McDonald’s: Serving Up Stock Buybacks

by The Compound Investor

Between 2014 and 2016, fast food giant McDonald’s (MCD) saw annual revenue decline from $27.5b to $24.5b. Net income actually rose slightly over that period, from $4.7b to $4.9b. Once you take into account the factors that explain the contrasting fortunes of the top and bottom lines – e.g. increasing the proportion of franchised stores versus company managed ones – it all looks, well, pretty much as you’d expect for a mature company.

So, not much to see here, I hear you say. However, when you look at those figures on a per-share basis you suddenly find a whole different story. Revenue actually increased by around 5% on that basis, from $28.50 in FY14 to just over $30.00 in FY16. Profit increased by almost 20% on the same basis.

Obviously there is no magic going on here. The reason for the unusually large degree of divergence is the company’s aggressive stock buyback program. McDonald’s had a grand total of circa 990m shares in existence at the start of 2014, with that figure falling to approximately 820m by the end of 2016. The total bill for wiping out nearly 20% of the shares outstanding in just three years? Roughly $20b.

Stock Buybacks

Now, stock buybacks tend to generate controversy in a way that dividends don’t. Depending on who you ask, they are either a blatant tool for financial engineering or a legitimate way to return cash to shareholders. Indeed, they were actually illegal on insider trading grounds until 1982.

The truth of the matter is probably somewhere in between. I mean, if you’re looking at a mature business generating plenty of excess capital then I don’t see much of an issue. For instance, a chunk of the cash will go towards maintaining and growing the business; the rest can potentially be split between paying down debt, cash dividends, stock buybacks, acquisitions, or even just letting it accumulate on the balance sheet.

In the case of McDonald’s, the level of buybacks has far exceeded the operating realities of the underlying business. If we take the 2014 to 2016 period in isolation, then the total amount spent on stock buybacks was around $20b. McDonald’s generated around $19.5b in cash from operations during that time. If anything, that actually downplays the scale of the buyback program because it ignores all the other uses of cash. For instance, the firm also spent a grand total of around $9.5b on cash dividends in that period. Capital expenditures of over $6b also represented another significant cash outflow line.
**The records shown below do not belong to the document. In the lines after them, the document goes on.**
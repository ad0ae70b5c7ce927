//! Graphire: a Wacom-IV-like framing with a dedicated tool-type byte, 10-bit
//! pressure, and a separate mouse wheel/button path.

use super::{Decode, DecodeCtx, StylusDelta};
use crate::error::{Result, TmError};
use crate::stylus::{ButtonMask, ToolType};

#[derive(Clone, Copy, Debug)]
pub struct Graphire;

impl Decode for Graphire {
    fn decode(&self, b: &[u8], ctx: &mut DecodeCtx<'_>) -> Result<StylusDelta> {
        if b.len() < 7 {
            return Err(TmError::ShortPacket { expected: 7, got: b.len() });
        }
        let mut delta = StylusDelta::default();

        let x = (i32::from(b[0] & 0x03) << 14) | (i32::from(b[1]) << 7) | i32::from(b[2]);
        let y = (i32::from(b[3] & 0x03) << 14) | (i32::from(b[4]) << 7) | i32::from(b[5]);
        delta.point = Some((x, y));

        let tool_bits = (b[1] >> 5) & 0x03;
        delta.tool_type = Some(match tool_bits {
            0 => ToolType::Pen,
            1 => ToolType::Eraser,
            2 => ToolType::Mouse2D,
            _ => ToolType::None,
        });

        let engaged = b[0] & 0x40 != 0;
        delta.proximity = Some(engaged);
        if !engaged {
            *ctx.eraser_latch = false;
        } else {
            *ctx.eraser_latch = tool_bits == 1;
        }
        delta.eraser = Some(*ctx.eraser_latch);

        let raw = u16::from(b[6] & 0x3F) | (u16::from(b[3] & 0x04 != 0) << 6);
        delta.raw_pressure = Some(raw);
        delta.pressure = Some(((f32::from(raw) / 1023.0) * crate::wire::PRESSURE_SCALE) as u16);

        let mut buttons = ButtonMask::empty();
        if b[6] & 0x01 != 0 {
            buttons |= ButtonMask::TIP;
        }
        if b[6] & 0x02 != 0 {
            buttons |= ButtonMask::SIDE1;
        }
        delta.buttons = Some(buttons);
        delta.wheel = Some(i16::from(b[6] & 0x80 != 0) - i16::from(b[6] & 0x40 != 0));

        Ok(delta)
    }
}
To see the net impact of all this then just head over to the company’s balance sheet. In 2010, McDonald’s reported total debt of circa $11.5b. It made the same $4.95b in net profit that year as it did in 2016. On that basis, and after netting out the $1b or so in cash & equivalents it had back then, we get a debt-to-profit ratio of around 2x for 2010. This year, the company will probably earn around $5.35b in net profit, but with total outstanding debt of approximately $28b. Once you back out cash & equivalents, that debt-to-profit ratio jumps to over 5x.

The major concern I have with this trend is that the benefits seem to be disproportionally aimed at shorter-term share holders. I wonder whether that’s such a good idea in a strong bull market. The reason I say that is because the recent average valuation of McDonald’s stock has been around 20x earnings. In the prior decade, the stock typically traded around the 15x annual earnings mark. Or put another way, most of that $20b was spent on buying historically expensive shares. That represents less bang for shareholders’ buck.

The potential downsides are carried by those looking a bit further ahead. At some point, the company will have to align the level of cash sent to shareholders with the performance of the underlying business. When that happens, anyone going down the buy-and-hold route could be left with the awkward combination of slowing growth, a rich valuation multiple and a highly leveraged balance sheet. Time will tell how it plays out, but with management promising to return another $22b to $24b to shareholders before 2020, it doesn’t look like those buybacks will be stopping anytime soon.